Required action =
All entries must be transcribed exactly, down to the last character.

Exercise data =
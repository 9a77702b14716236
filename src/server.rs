use crate::config::Config;
use crate::data::{GenerateRequest, NewTimetable, Shortfall, TimetableId, TimetableRecord};
use crate::display::{GridRow, render_grid};
use crate::error::EngineError;
use crate::grid::active_days;
use crate::repository::{InMemoryRepository, TimetableRepository};
use crate::solver;
use crate::validation::validate_request;
use crate::workload::WorkloadValidator;
use axum::extract::{Path, State};
use axum::http::StatusCode;
use axum::response::{IntoResponse, Response};
use axum::routing::{get, post};
use axum::{Json, Router};
use log::{info, warn};
use serde::Serialize;
use serde_json::json;
use std::sync::{Arc, Mutex, PoisonError};
use thiserror::Error as ThisError;

#[derive(Clone)]
pub struct AppState {
    pub repository: Arc<dyn TimetableRepository>,
    pub config: Arc<Config>,
    /// Held from the workload check until the new timetable is stored.
    generation: Arc<Mutex<()>>,
}

impl AppState {
    pub fn new(repository: Arc<dyn TimetableRepository>, config: Config) -> Self {
        Self {
            repository,
            config: Arc::new(config),
            generation: Arc::new(Mutex::new(())),
        }
    }
}

///
/// ApiError
///

#[derive(Debug, ThisError)]
pub enum ApiError {
    #[error(transparent)]
    Engine(#[from] EngineError),

    #[error("timetable {0} not found")]
    NotFound(TimetableId),
}

impl IntoResponse for ApiError {
    fn into_response(self) -> Response {
        let message = self.to_string();
        match self {
            ApiError::Engine(EngineError::WorkloadExceeded { cap, overloads }) => (
                StatusCode::CONFLICT,
                Json(json!({ "error": message, "cap": cap, "overloads": overloads })),
            )
                .into_response(),
            ApiError::Engine(_) => {
                (StatusCode::BAD_REQUEST, Json(json!({ "error": message }))).into_response()
            }
            ApiError::NotFound(_) => {
                (StatusCode::NOT_FOUND, Json(json!({ "error": message }))).into_response()
            }
        }
    }
}

#[derive(Debug, Serialize)]
#[serde(rename_all = "camelCase")]
pub struct GenerateResponse {
    #[serde(flatten)]
    pub timetable: TimetableRecord,
    pub unmet: Vec<Shortfall>,
}

#[derive(Debug, Serialize)]
#[serde(rename_all = "camelCase")]
pub struct WorkloadResponse {
    pub teacher: String,
    pub non_lab_subjects: usize,
    pub cap: usize,
    pub available: bool,
}

pub fn router(state: AppState) -> Router {
    Router::new()
        .route("/v1/timetable/generate", post(generate_handler))
        .route("/v1/timetables", get(list_handler))
        .route("/v1/timetables/:id", get(get_handler).delete(delete_handler))
        .route("/v1/timetables/:id/grid", get(grid_handler))
        .route("/v1/teachers/:teacher/workload", get(workload_handler))
        .with_state(state)
}

async fn generate_handler(
    State(state): State<AppState>,
    Json(request): Json<GenerateRequest>,
) -> Result<(StatusCode, Json<GenerateResponse>), ApiError> {
    let response = generate_and_store(&state, request)?;
    Ok((StatusCode::CREATED, Json(response)))
}

/// Validation, then the workload check against stored timetables, then
/// generation. Only a successful run is stored. Requests are serialized from
/// the workload check through the save so their counts cannot interleave.
fn generate_and_store(
    state: &AppState,
    mut request: GenerateRequest,
) -> Result<GenerateResponse, EngineError> {
    if request.free_categories.is_empty() {
        request.free_categories = state.config.default_free_categories.clone();
    }
    validate_request(&request)?;

    let _guard = state
        .generation
        .lock()
        .unwrap_or_else(PoisonError::into_inner);
    let existing = state.repository.list();
    if let Err(err) = WorkloadValidator::new(&existing)
        .check_requirements(&request.requirements, state.config.workload_cap)
    {
        warn!("Rejected generation request: {}", err);
        return Err(err);
    }

    let timetable = solver::generate(&request, &state.config.engine, &mut rand::thread_rng())?;
    let record = state.repository.save(NewTimetable {
        year_level: request.year_level,
        days: active_days(request.year_level, &request.day_options),
        entries: timetable.entries,
    });
    info!(
        "Stored timetable {} ({} entries, {} unmet).",
        record.id,
        record.entries.len(),
        timetable.unmet.len()
    );

    Ok(GenerateResponse {
        timetable: record,
        unmet: timetable.unmet,
    })
}

async fn list_handler(State(state): State<AppState>) -> Json<Vec<TimetableRecord>> {
    Json(state.repository.list())
}

async fn get_handler(
    State(state): State<AppState>,
    Path(id): Path<TimetableId>,
) -> Result<Json<TimetableRecord>, ApiError> {
    state
        .repository
        .get(id)
        .map(Json)
        .ok_or(ApiError::NotFound(id))
}

async fn delete_handler(
    State(state): State<AppState>,
    Path(id): Path<TimetableId>,
) -> Result<StatusCode, ApiError> {
    if state.repository.delete(id) {
        info!("Deleted timetable {}.", id);
        Ok(StatusCode::NO_CONTENT)
    } else {
        Err(ApiError::NotFound(id))
    }
}

async fn grid_handler(
    State(state): State<AppState>,
    Path(id): Path<TimetableId>,
) -> Result<Json<Vec<GridRow>>, ApiError> {
    let record = state.repository.get(id).ok_or(ApiError::NotFound(id))?;
    Ok(Json(render_grid(&record.days, &record.entries)))
}

async fn workload_handler(
    State(state): State<AppState>,
    Path(teacher): Path<String>,
) -> Json<WorkloadResponse> {
    let existing = state.repository.list();
    let validator = WorkloadValidator::new(&existing);
    let cap = state.config.workload_cap;
    Json(WorkloadResponse {
        non_lab_subjects: validator.count_non_lab_assignments(&teacher),
        available: validator.is_available(&teacher, cap),
        teacher,
        cap,
    })
}

pub async fn run_server(config: Config) -> std::io::Result<()> {
    let bind_addr = config.bind_addr;
    let app = router(AppState::new(Arc::new(InMemoryRepository::new()), config));

    let listener = tokio::net::TcpListener::bind(bind_addr).await?;
    info!("Server running at http://{}", listener.local_addr()?);

    axum::serve(listener, app).await
}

Task result =
repository 9a77702b14716236
filename src/server.rs
use crate::config::Config;
use crate::data::{GenerateRequest, NewTimetable, Shortfall, TimetableId, TimetableRecord};
use crate::display::{GridRow, render_grid};
use crate::error::EngineError;
use crate::grid::active_days;
use crate::repository::{InMemoryRepository, TimetableRepository};
use crate::solver;
use crate::validation::validate_request;
use crate::workload::WorkloadValidator;
use axum::extract::{Path, State};
use axum::http::StatusCode;
use axum::response::{IntoResponse, Response};
use axum::routing::{get, post};
use axum::{Json, Router};
use log::{info, warn};
use serde::Serialize;
use serde_json::json;
use std::sync::{Arc, Mutex, PoisonError};
use thiserror::Error as ThisError;

#[derive(Clone)]
pub struct AppState {
    pub repository: Arc<dyn TimetableRepository>,
    pub config: Arc<Config>,
    /// Held from the workload check until the new timetable is stored.
    generation: Arc<Mutex<()>>,
}

impl AppState {
    pub fn new(repository: Arc<dyn TimetableRepository>, config: Config) -> Self {
        Self {
            repository,
            config: Arc::new(config),
            generation: Arc::new(Mutex::new(())),
        }
    }
}

///
/// ApiError
///

#[derive(Debug, ThisError)]
pub enum ApiError {
    #[error(transparent)]
    Engine(#[from] EngineError),

    #[error("timetable {0} not found")]
    NotFound(TimetableId),
}

impl IntoResponse for ApiError {
    fn into_response(self) -> Response {
        let message = self.to_string();
        match self {
            ApiError::Engine(EngineError::WorkloadExceeded { cap, overloads }) => (
                StatusCode::CONFLICT,
                Json(json!({ "error": message, "cap": cap, "overloads": overloads })),
            )
                .into_response(),
            ApiError::Engine(_) => {
                (StatusCode::BAD_REQUEST, Json(json!({ "error": message }))).into_response()
            }
            ApiError::NotFound(_) => {
                (StatusCode::NOT_FOUND, Json(json!({ "error": message }))).into_response()
            }
        }
    }
}

#[derive(Debug, Serialize)]
#[serde(rename_all = "camelCase")]
pub struct GenerateResponse {
    #[serde(flatten)]
    pub timetable: TimetableRecord,
    pub unmet: Vec<Shortfall>,
}

#[derive(Debug, Serialize)]
#[serde(rename_all = "camelCase")]
pub struct WorkloadResponse {
    pub teacher: String,
    pub non_lab_subjects: usize,
    pub cap: usize,
    pub available: bool,
}

pub fn router(state: AppState) -> Router {
    Router::new()
        .route("/v1/timetable/generate", post(generate_handler))
        .route("/v1/timetables", get(list_handler))
        .route("/v1/timetables/:id", get(get_handler).delete(delete_handler))
        .route("/v1/timetables/:id/grid", get(grid_handler))
        .route("/v1/teachers/:teacher/workload", get(workload_handler))
        .with_state(state)
}

async fn generate_handler(
    State(state): State<AppState>,
    Json(request): Json<GenerateRequest>,
) -> Result<(StatusCode, Json<GenerateResponse>), ApiError> {
    let response = generate_and_store(&state, request)?;
    Ok((StatusCode::CREATED, Json(response)))
}

/// Validation, then the workload check against stored timetables, then
/// generation. Only a successful run is stored. Requests are serialized from
/// the workload check through the save so their counts cannot interleave.
fn generate_and_store(
    state: &AppState,
    mut request: GenerateRequest,
) -> Result<GenerateResponse, EngineError> {
    if request.free_categories.is_empty() {
        request.free_categories = state.config.default_free_categories.clone();
    }
    validate_request(&request)?;

    let _guard = state
        .generation
        .lock()
        .unwrap_or_else(PoisonError::into_inner);
    let existing = state.repository.list();
    if let Err(err) = WorkloadValidator::new(&existing)
        .check_requirements(&request.requirements, state.config.workload_cap)
    {
        warn!("Rejected generation request: {}", err);
        return Err(err);
    }

    let timetable = solver::generate(&request, &state.config.engine, &mut rand::thread_rng())?;
    let record = state.repository.save(NewTimetable {
        year_level: request.year_level,
        days: active_days(request.year_level, &request.day_options),
        entries: timetable.entries,
    });
    info!(
        "Stored timetable {} ({} entries, {} unmet).",
        record.id,
        record.entries.len(),
        timetable.unmet.len()
    );

    Ok(GenerateResponse {
        timetable: record,
        unmet: timetable.unmet,
    })
}

async fn list_handler(State(state): State<AppState>) -> Json<Vec<TimetableRecord>> {
    Json(state.repository.list())
}

async fn get_handler(
    State(state): State<AppState>,
    Path(id): Path<TimetableId>,
) -> Result<Json<TimetableRecord>, ApiError> {
    state
        .repository
        .get(id)
        .map(Json)
        .ok_or(ApiError::NotFound(id))
}

async fn delete_handler(
    State(state): State<AppState>,
    Path(id): Path<TimetableId>,
) -> Result<StatusCode, ApiError> {
    if state.repository.delete(id) {
        info!("Deleted timetable {}.", id);
        Ok(StatusCode::NO_CONTENT)
    } else {
        Err(ApiError::NotFound(id))
    }
}

async fn grid_handler(
    State(state): State<AppState>,
    Path(id): Path<TimetableId>,
) -> Result<Json<Vec<GridRow>>, ApiError> {
    let record = state.repository.get(id).ok_or(ApiError::NotFound(id))?;
    Ok(Json(render_grid(&record.days, &record.entries)))
}

async fn workload_handler(
    State(state): State<AppState>,
    Path(teacher): Path<String>,
) -> Json<WorkloadResponse> {
    let existing = state.repository.list();
    let validator = WorkloadValidator::new(&existing);
    let cap = state.config.workload_cap;
    Json(WorkloadResponse {
        non_lab_subjects: validator.count_non_lab_assignments(&teacher),
        available: validator.is_available(&teacher, cap),
        teacher,
        cap,
    })
}

pub async fn run_server(config: Config) -> std::io::Result<()> {
    let bind_addr = config.bind_addr;
    let app = router(AppState::new(Arc::new(InMemoryRepository::new()), config));

    let listener = tokio::net::TcpListener::bind(bind_addr).await?;
    info!("Server running at http://{}", listener.local_addr()?);

    axum::serve(listener, app).await
}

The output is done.